Copy out each line of the data below in which the string "PartialEq" appears.

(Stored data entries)
________
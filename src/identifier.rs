//! 128-bit identifiers for projects and project types

use std::fmt;
use std::str::FromStr;

use serde::{Deserialize, Serialize};
use thiserror::Error;
use uuid::Uuid;

/// Project type identifier of a standard C# project
pub const CSHARP_PROJECT_TYPE: Identifier =
    Identifier(Uuid::from_u128(0xFAE04EC0_301F_11D3_BF4B_00C04F79EFBC));

/// Raised when text is not a valid identifier
#[derive(Error, Debug)]
#[error("Invalid identifier '{value}': {source}")]
pub struct IdentifierError {
    pub value: String,
    #[source]
    pub source: uuid::Error,
}

/// A GUID as used by project descriptors and solutions.
///
/// `Display` gives the lowercase hyphenated form (`73123bfc-2a8a-...`),
/// [`Identifier::braced`] the uppercase braced form used inside files.
#[derive(Debug, Clone, Copy, PartialEq, Eq, Hash, Serialize, Deserialize)]
#[serde(transparent)]
pub struct Identifier(Uuid);

impl Identifier {
    /// Generate a fresh random identifier
    pub fn generate() -> Self {
        Self(Uuid::new_v4())
    }

    /// Parse plain, hyphenated or braced text
    pub fn parse(text: &str) -> Result<Self, IdentifierError> {
        let trimmed = text.trim();
        Uuid::parse_str(trimmed)
            .map(Self)
            .map_err(|source| IdentifierError {
                value: trimmed.to_string(),
                source,
            })
    }

    /// `{73123BFC-2A8A-4160-80FC-597A2B460C66}`
    pub fn braced(&self) -> String {
        format!("{{{}}}", self.0.hyphenated()).to_uppercase()
    }

    pub fn as_uuid(&self) -> &Uuid {
        &self.0
    }
}

impl fmt::Display for Identifier {
    fn fmt(&self, f: &mut fmt::Formatter<'_>) -> fmt::Result {
        write!(f, "{}", self.0.hyphenated())
    }
}

impl FromStr for Identifier {
    type Err = IdentifierError;

    fn from_str(s: &str) -> Result<Self, Self::Err> {
        Self::parse(s)
    }
}

impl From<Uuid> for Identifier {
    fn from(value: Uuid) -> Self {
        Self(value)
    }
}

#[cfg(test)]
mod tests {
    use super::*;

    #[test]
    fn test_generated_identifiers_are_distinct() {
        let a = Identifier::generate();
        let b = Identifier::generate();
        assert_ne!(a, b);
        assert_eq!(a.to_string().len(), 36);
    }

    #[test]
    fn test_parse_accepts_braced_uppercase() {
        let id = Identifier::parse("{73123BFC-2A8A-4160-80FC-597A2B460C66}").unwrap();
        assert_eq!(id.to_string(), "73123bfc-2a8a-4160-80fc-597a2b460c66");
        assert_eq!(id.braced(), "{73123BFC-2A8A-4160-80FC-597A2B460C66}");
    }

    #[test]
    fn test_parse_rejects_garbage() {
        let err = Identifier::parse("not-a-guid").unwrap_err();
        assert_eq!(err.value, "not-a-guid");
    }

    #[test]
    fn test_csharp_project_type_constant() {
        assert_eq!(
            CSHARP_PROJECT_TYPE.braced(),
            "{FAE04EC0-301F-11D3-BF4B-00C04F79EFBC}"
        );
    }
}
//! Assembly identity probing
//!
//! [`IdentityProbe`] is the seam the reference resolver calls for files that
//! are neither missing nor project descriptors. [`InProcessProbe`] reads the
//! metadata directly; [`IsolatedProbe`] does the same in a short-lived child
//! process so that a hostile or broken file cannot take the editor down.

pub mod isolated;
pub mod metadata;

use std::fmt;
use std::path::Path;

use log::debug;
use serde::{Deserialize, Serialize};

pub use isolated::IsolatedProbe;
pub use metadata::{MetadataError, MetadataResult};

/// Name, version, culture and public key token of an assembly
#[derive(Debug, Clone, PartialEq, Eq, Serialize, Deserialize)]
pub struct AssemblyIdentity {
    pub name: String,
    /// `major.minor.build.revision`
    pub version: String,
    /// `None` for culture-neutral assemblies
    pub culture: Option<String>,
    /// Lowercase hex, `None` when the assembly is not strong-named
    pub public_key_token: Option<String>,
}

impl AssemblyIdentity {
    /// `Foo, Version=1.2.3.4567, Culture=neutral, PublicKeyToken=null`
    pub fn full_name(&self) -> String {
        format!(
            "{}, Version={}, Culture={}, PublicKeyToken={}",
            self.name,
            self.version,
            self.culture.as_deref().unwrap_or("neutral"),
            self.public_key_token.as_deref().unwrap_or("null")
        )
    }
}

impl fmt::Display for AssemblyIdentity {
    fn fmt(&self, f: &mut fmt::Formatter<'_>) -> fmt::Result {
        write!(f, "{}", self.full_name())
    }
}

/// Result of probing one file
#[derive(Debug, Clone, PartialEq, Eq, Serialize, Deserialize)]
#[serde(rename_all = "snake_case")]
pub enum ProbeOutcome {
    Identified(AssemblyIdentity),
    /// The file exists but no identity could be read from it
    Unreadable(String),
}

pub trait IdentityProbe {
    fn identity_of(&self, path: &Path) -> ProbeOutcome;
}

/// Reads metadata in the calling process
#[derive(Debug, Clone, Copy, Default)]
pub struct InProcessProbe;

impl IdentityProbe for InProcessProbe {
    fn identity_of(&self, path: &Path) -> ProbeOutcome {
        match metadata::read_identity(path) {
            Ok(identity) => {
                debug!("Probed {:?}: {}", path, identity);
                ProbeOutcome::Identified(identity)
            }
            Err(e) => {
                debug!("Could not probe {:?}: {}", path, e);
                ProbeOutcome::Unreadable(e.to_string())
            }
        }
    }
}

#[cfg(test)]
mod tests {
    use super::*;

    fn identity() -> AssemblyIdentity {
        AssemblyIdentity {
            name: "nunit.framework".to_string(),
            version: "2.5.8.10295".to_string(),
            culture: None,
            public_key_token: Some("96d09a1eb7f44a77".to_string()),
        }
    }

    #[test]
    fn test_full_name_format() {
        assert_eq!(
            identity().full_name(),
            "nunit.framework, Version=2.5.8.10295, Culture=neutral, PublicKeyToken=96d09a1eb7f44a77"
        );
    }

    #[test]
    fn test_outcome_json_shape() {
        let json = serde_json::to_string(&ProbeOutcome::Unreadable("bad".to_string())).unwrap();
        assert_eq!(json, r#"{"unreadable":"bad"}"#);

        let outcome = ProbeOutcome::Identified(identity());
        let json = serde_json::to_string(&outcome).unwrap();
        assert!(json.starts_with(r#"{"identified":{"name":"nunit.framework""#));
        assert_eq!(serde_json::from_str::<ProbeOutcome>(&json).unwrap(), outcome);
    }

    #[test]
    fn test_in_process_probe_reports_unreadable_files() {
        let temp = tempfile::TempDir::new().unwrap();
        let path = temp.path().join("FakeAssembly.dll");
        std::fs::write(&path, b"").unwrap();
        assert!(matches!(InProcessProbe.identity_of(&path), ProbeOutcome::Unreadable(_)));
    }
}
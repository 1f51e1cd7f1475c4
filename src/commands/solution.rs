//! `solution` (alias `sln`): create, inspect and edit a solution

use log::info;

use crate::context::EditContext;
use crate::msbuild::ProjectDescriptor;
use crate::paths;
use crate::solution::{SolutionFile, SolutionProject};

use super::{CommandResult, Response, active_project};

/// Create the solution when it is missing, else describe it
pub fn create_or_show(ctx: &EditContext, name: Option<&str>) -> CommandResult<Response> {
    let path = ctx.solution_path(name);
    let mut solution = SolutionFile::open(&path)?;
    let display_name = solution.name().unwrap_or_default();

    if !solution.exists() {
        if let Some(mut project) = active_project(ctx)? {
            let entry = SolutionProject::for_descriptor(&mut project, solution_dir(&solution, ctx))?;
            solution.add_project(entry);
        }
        solution.save()?;
        info!("Created solution {:?}", path);
        return Ok(Response::message(format!("Created new solution: {}", display_name)));
    }

    let mut response = Response::new();
    if name.is_some() {
        response.push(format!("Project already exists: {}", display_name));
    }
    describe(&solution, &display_name, &mut response);
    Ok(response)
}

pub fn add(ctx: &EditContext, name: Option<&str>, project: &str) -> CommandResult<Response> {
    let project_path = ctx.resolve(project);
    if !project_path.is_file() {
        return Ok(Response::failure(format!("Project not found: {}", project)));
    }

    let mut solution = SolutionFile::open(ctx.solution_path(name))?;
    let mut descriptor = ProjectDescriptor::open(&project_path)?;
    let entry = SolutionProject::for_descriptor(&mut descriptor, solution_dir(&solution, ctx))?;
    let project_name = entry.name.clone();

    if !solution.add_project(entry) {
        return Ok(Response::message(format!("{} is already in Solution", project_name)));
    }
    solution.save()?;
    Ok(Response::message(format!("Added {} to Solution", project_name)))
}

/// Remove by project name, else by path relative to the working directory
pub fn remove(ctx: &EditContext, name: Option<&str>, project: &str) -> CommandResult<Response> {
    let path = ctx.solution_path(name);
    if !path.is_file() {
        return Ok(Response::failure(format!(
            "Solution not found: {}",
            paths::file_name(&path.to_string_lossy())
        )));
    }

    let mut solution = SolutionFile::open(&path)?;
    let relative = paths::relative_from(solution_dir(&solution, ctx), &ctx.resolve(project));
    let removed = solution
        .remove_project(project)
        .or_else(|| solution.remove_project(&relative));

    match removed {
        Some(removed) => {
            solution.save()?;
            Ok(Response::message(format!("Removed {} from Solution", removed.name)))
        }
        None => Ok(Response::failure(format!("{} is not in Solution", project))),
    }
}

fn solution_dir<'a>(solution: &'a SolutionFile, ctx: &'a EditContext) -> &'a std::path::Path {
    solution.directory().unwrap_or(&ctx.working_dir)
}

fn describe(solution: &SolutionFile, name: &str, response: &mut Response) {
    response.push(format!("Solution: {}", name));
    response.push(format!("Format Version: {}", solution.format_version));
    response.push(format!("Visual Studio: {}", solution.visual_studio_version));
    if solution.projects.is_empty() {
        response.push("No projects");
        return;
    }
    response.push("Projects:");
    for project in &solution.projects {
        response.push(format!("  {} ({})", project.name, project.path));
    }
}

#[cfg(test)]
mod tests {
    use super::*;
    use std::fs;
    use std::path::PathBuf;
    use tempfile::TempDir;

    fn working_dir(temp: &TempDir) -> PathBuf {
        let dir = temp.path().join("tmp");
        fs::create_dir_all(&dir).unwrap();
        dir
    }

    #[test]
    fn test_creates_solution_named_after_directory() {
        let temp = TempDir::new().unwrap();
        let dir = working_dir(&temp);
        let ctx = EditContext::new(&dir, None, None);

        let response = create_or_show(&ctx, None).unwrap();
        assert_eq!(response.text(), "Created new solution: tmp");

        let solution = SolutionFile::open_existing(dir.join("tmp.sln")).unwrap();
        assert!(solution.projects.is_empty());
        assert_eq!(solution.format_version, "11.00");
    }

    #[test]
    fn test_created_solution_includes_active_project() {
        let temp = TempDir::new().unwrap();
        let dir = working_dir(&temp);
        let mut project = ProjectDescriptor::bind(dir.join("App").join("App.csproj"));
        project.save().unwrap();
        let ctx = EditContext::new(&dir, Some(PathBuf::from("App/App.csproj")), None);

        let response = create_or_show(&ctx, Some("WickedAwesome.sln")).unwrap();
        assert_eq!(response.text(), "Created new solution: WickedAwesome");

        let solution = SolutionFile::open_existing(dir.join("WickedAwesome.sln")).unwrap();
        assert_eq!(solution.projects.len(), 1);
        assert_eq!(solution.projects[0].name, "App");
        assert_eq!(solution.projects[0].path, "App\\App.csproj");
        assert_eq!(solution.projects[0].id, project.id().unwrap());
    }

    #[test]
    fn test_existing_solution_is_described() {
        let temp = TempDir::new().unwrap();
        let dir = working_dir(&temp);
        let ctx = EditContext::new(&dir, None, None);
        create_or_show(&ctx, Some("Foo")).unwrap();

        let response = create_or_show(&ctx, Some("Foo")).unwrap();
        assert_eq!(
            response.lines,
            [
                "Project already exists: Foo",
                "Solution: Foo",
                "Format Version: 11.00",
                "Visual Studio: 2010",
                "No projects",
            ]
        );
    }

    #[test]
    fn test_add_and_remove_projects() {
        let temp = TempDir::new().unwrap();
        let dir = working_dir(&temp);
        for name in ["App", "Lib"] {
            let mut project = ProjectDescriptor::bind(dir.join(name).join(format!("{}.csproj", name)));
            project.save().unwrap();
        }
        let ctx = EditContext::new(&dir, None, None);

        assert_eq!(add(&ctx, None, "App/App.csproj").unwrap().text(), "Added App to Solution");
        assert_eq!(add(&ctx, None, "Lib\\Lib.csproj").unwrap().text(), "Added Lib to Solution");
        assert_eq!(add(&ctx, None, "App/App.csproj").unwrap().text(), "App is already in Solution");

        let shown = create_or_show(&ctx, None).unwrap();
        assert_eq!(
            &shown.lines[3..],
            ["Projects:", "  App (App\\App.csproj)", "  Lib (Lib\\Lib.csproj)"]
        );

        assert_eq!(remove(&ctx, None, "App").unwrap().text(), "Removed App from Solution");
        assert_eq!(remove(&ctx, None, "Lib/Lib.csproj").unwrap().text(), "Removed Lib from Solution");
        let missing = remove(&ctx, None, "Lib").unwrap();
        assert_eq!(missing.text(), "Lib is not in Solution");
        assert_eq!(missing.exit_code, 1);
    }

    #[test]
    fn test_add_missing_project() {
        let temp = TempDir::new().unwrap();
        let ctx = EditContext::new(working_dir(&temp), None, None);
        let response = add(&ctx, None, "Nope.csproj").unwrap();
        assert_eq!(response.text(), "Project not found: Nope.csproj");
        assert_eq!(response.exit_code, 1);
    }
}
//! Configuration conditions on property groups
//!
//! Property groups are keyed by conditions such as
//! `'$(Configuration)|$(Platform)' == 'Debug|x86'`. This module parses the
//! equality form into a [`ConfigKey`]; anything more elaborate (functions,
//! `and`/`or`, inequality) is left unparsed and such groups are not treated
//! as configurations.

use std::fmt;

use serde::Serialize;

/// Name of the pseudo configuration standing for the unconditioned property group
pub const GLOBAL_CONFIGURATION: &str = "Global";

/// A configuration name crossed with an optional platform
#[derive(Debug, Clone, PartialEq, Eq, Serialize)]
pub struct ConfigKey {
    pub name: String,
    pub platform: Option<String>,
}

impl ConfigKey {
    pub fn new(name: impl Into<String>, platform: Option<String>) -> Self {
        Self {
            name: name.into(),
            platform,
        }
    }

    /// The key for the unconditioned group
    pub fn global() -> Self {
        Self::new(GLOBAL_CONFIGURATION, None)
    }

    pub fn is_global(&self) -> bool {
        self.name == GLOBAL_CONFIGURATION && self.platform.is_none()
    }

    /// Parse a request such as `Debug` or `Release|x86`
    pub fn from_request(request: &str) -> Self {
        match request.split_once('|') {
            Some((name, platform)) => Self::new(name.trim(), Some(platform.trim().to_string())),
            None => Self::new(request.trim(), None),
        }
    }

    /// Whether this key satisfies `request`. Names compare case-insensitively,
    /// as MSBuild does; a request without a platform matches any platform.
    pub fn matches(&self, request: &ConfigKey) -> bool {
        if !self.name.eq_ignore_ascii_case(&request.name) {
            return false;
        }
        match (&request.platform, &self.platform) {
            (None, _) => true,
            (Some(wanted), Some(actual)) => wanted.eq_ignore_ascii_case(actual),
            (Some(_), None) => false,
        }
    }
}

impl fmt::Display for ConfigKey {
    fn fmt(&self, f: &mut fmt::Formatter<'_>) -> fmt::Result {
        match &self.platform {
            Some(platform) => write!(f, "{}|{}", self.name, platform),
            None => write!(f, "{}", self.name),
        }
    }
}

/// Parse a property group condition into a configuration key.
///
/// Returns `None` when the condition is not an equality test on
/// `$(Configuration)`.
pub fn parse_condition(condition: &str) -> Option<ConfigKey> {
    let (left, right) = condition.split_once("==")?;
    if left.ends_with('!') {
        return None;
    }

    let variables = split_operand(left)?;
    let values = split_operand(right)?;
    if variables.len() != values.len() {
        return None;
    }

    let mut name = None;
    let mut platform = None;
    for (variable, value) in variables.iter().zip(values.iter()) {
        let variable = variable.strip_prefix("$(")?.strip_suffix(')')?;
        if variable.eq_ignore_ascii_case("Configuration") {
            name = Some(value.to_string());
        } else if variable.eq_ignore_ascii_case("Platform") {
            platform = Some(value.to_string());
        }
    }

    let name = name.filter(|n| !n.is_empty())?;
    Some(ConfigKey::new(name, platform.filter(|p| !p.is_empty())))
}

/// `'a|b'` -> `["a", "b"]`
fn split_operand(operand: &str) -> Option<Vec<String>> {
    let inner = operand.trim().strip_prefix('\'')?.strip_suffix('\'')?;
    if inner.contains('\'') {
        return None;
    }
    Some(inner.split('|').map(|part| part.trim().to_string()).collect())
}
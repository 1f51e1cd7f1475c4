//! Assembly identity from the `Assembly` metadata row
//!
//! `dotscope` loads the image and resolves the row; this module only turns
//! it into an [`AssemblyIdentity`].

use std::fs;
use std::path::Path;

use dotscope::CilObject;
use sha1::{Digest, Sha1};
use thiserror::Error;

use super::AssemblyIdentity;

#[derive(Error, Debug)]
pub enum MetadataError {
    #[error("IO error: {message}")]
    Io {
        message: String,
        #[source]
        source: std::io::Error,
    },

    #[error("Not a loadable .NET image: {0}")]
    Load(#[from] dotscope::Error),

    /// A managed module without an assembly manifest
    #[error("Image has no assembly manifest")]
    NotManaged,
}

pub type MetadataResult<T> = Result<T, MetadataError>;

/// Read the identity of the assembly stored at `path`
pub fn read_identity(path: &Path) -> MetadataResult<AssemblyIdentity> {
    let data = fs::read(path).map_err(|source| MetadataError::Io {
        message: format!("Failed to read {:?}", path),
        source,
    })?;
    identity_from_image(data)
}

/// Identity of a PE image held in memory
pub fn identity_from_image(data: Vec<u8>) -> MetadataResult<AssemblyIdentity> {
    let object = CilObject::from_mem(data)?;
    let assembly = object.assembly().ok_or(MetadataError::NotManaged)?;
    Ok(identity_from_row(
        &assembly.name,
        [
            assembly.major_version,
            assembly.minor_version,
            assembly.build_number,
            assembly.revision_number,
        ],
        assembly.culture.as_deref(),
        assembly.public_key.as_deref(),
    ))
}

/// Identity from the decoded columns of an `Assembly` row. Empty culture
/// and empty key mean neutral and unsigned.
pub fn identity_from_row(
    name: &str,
    version: [u32; 4],
    culture: Option<&str>,
    public_key: Option<&[u8]>,
) -> AssemblyIdentity {
    AssemblyIdentity {
        name: name.to_string(),
        version: version.iter().map(u32::to_string).collect::<Vec<_>>().join("."),
        culture: culture.filter(|c| !c.is_empty()).map(str::to_string),
        public_key_token: public_key.filter(|k| !k.is_empty()).map(public_key_token),
    }
}

/// Last eight bytes of the SHA-1 of the key, reversed, as lowercase hex
pub fn public_key_token(public_key: &[u8]) -> String {
    let digest = Sha1::digest(public_key);
    digest.iter().rev().take(8).map(|b| format!("{:02x}", b)).collect()
}

#[cfg(test)]
#[path = "metadata_tests.rs"]
mod tests;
________
Response for this exercise:
#[derive(Debug, Clone, Copy, PartialEq, Eq, Hash, Serialize, Deserialize)]
#[derive(Debug, Clone, PartialEq, Eq, Serialize, Deserialize)]
#[derive(Debug, Clone, PartialEq, Eq, Serialize, Deserialize)]
#[derive(Debug, Clone, PartialEq, Eq, Serialize)]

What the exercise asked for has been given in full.